Yet, an astonishing half of the population is affected by either vitamin D deficiency or insufficiency, and rates can vary widely based on race and ethnic origin. Vitamin D deficiency is particularly concerning, as it has been associated with cognitive impairment and dementia. Plus, there’s emerging research to suggest adequate vitamin D levels may ward off glucose regulation concerns, including the onset of diabetes.

A recent review of studies focused on vitamin D insufficiency and cognitive function in adults. The review included nine studies involving 69,643 participants with an average age of 53.6 years. It found that individuals with vitamin D deficiency or insufficiency had reduced executive function, processing speed, and visuoperceptual ability. What's more, five of the studies linked vitamin D deficiency to an increased risk of dementia.

In two of the studies, the severity of memory and cognitive impairment was found to be directly proportional to the degree of vitamin D insufficiency.

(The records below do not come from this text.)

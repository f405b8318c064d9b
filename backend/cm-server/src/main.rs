use cm_server::error::Result;
use cm_server::{AppState, build_router, identity, logger};

use cm_config::Config;
use cm_core::{CustomerService, CustomerStore, CustomerValidator, IdentityVerifier};
use cm_db::CustomerRepository;
use cm_github::GitHubIdentityVerifier;

use std::path::PathBuf;
use std::sync::Arc;

use log::{error, info};
use tokio::net::TcpListener;

#[tokio::main]
async fn main() -> Result<()> {
    // .env is optional
    dotenvy::dotenv().ok();

    let config = Config::load()?;
    config.validate()?;

    let log_file_path: Option<PathBuf> = if let Some(ref filename) = config.logging.file {
        let log_dir = config.log_dir()?;
        std::fs::create_dir_all(&log_dir)?;
        Some(log_dir.join(filename))
    } else {
        None
    };

    // Initialize logger (before any other logging)
    logger::initialize(config.logging.level, log_file_path, config.logging.colored)?;

    info!("Starting cm-server v{}", env!("CARGO_PKG_VERSION"));
    config.log_summary();

    let database_path = config.database_path()?;
    info!("Connecting to database: {}", database_path.display());
    let pool = cm_db::connect(&database_path, config.database.max_connections).await?;
    info!("Database ready");

    let verifier: Arc<dyn IdentityVerifier> = Arc::new(GitHubIdentityVerifier::new(
        identity::github_settings(&config.github),
        identity::retry_config(&config.retry),
    )?);
    let validator = CustomerValidator::new(verifier, identity::check_timeout(&config.github));
    let store: Arc<dyn CustomerStore> = Arc::new(CustomerRepository::new(pool.clone()));
    let service = Arc::new(CustomerService::new(validator, store));

    let app = build_router(AppState::new(service, pool.clone()));

    let listener = TcpListener::bind(config.bind_addr()).await?;
    // Port 0 resolves here
    info!("Server listening on {}", listener.local_addr()?);

    axum::serve(listener, app)
        .with_graceful_shutdown(shutdown_signal())
        .await?;

    pool.close().await;
    info!("Graceful shutdown complete");

    Ok(())
}

async fn shutdown_signal() {
    match tokio::signal::ctrl_c().await {
        Ok(()) => info!("Received SIGINT (Ctrl+C), initiating graceful shutdown"),
        Err(e) => {
            error!("Failed to listen for SIGINT: {}", e);
            // Without a signal handler, run until killed
            std::future::pending::<()>().await;
        }
    }
}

One study found that vitamin D supplementation can increase cognitive and memory function, pointing to the potential of this vitamin to combat cognitive decline.

However, it's important to note the research had some limitations, including the underrepresentation of certain populations, such as people from Africa, Asia, and of Hispanic heritage. The authors also noted that larger randomized controlled trials will be needed to explore the full range of effects of vitamin D deficiency and supplementation, as well as their connection to cognitive health in the aging brain.

Another new study1 looked into the effects of vitamin D on glucose regulation and diabetes risk. It found that adequate vitamin D levels lowered participants’ risk of developing the condition.

The best ways to ensure sufficiency

While we await more research, one thing seems certain: Keeping your vitamin D levels in check is essential for your cognitive health and glucose regulation, among other things. Here are a few ways to maintain healthy levels of vitamin D:

Get out in the sun. While sun exposure alone is unlikely to be an adequate source of vitamin D, (as one's ability to produce vitamin D from sun exposure depends on skin tone, location, season, and myriad other factors) it is one key source of vitamin D. Aim to get 15 to 30 minutes of sun exposure on your face, hands, and arms at least twice a week—just don’t forget that SPF if you’re in intense sunlight for longer than a few minutes.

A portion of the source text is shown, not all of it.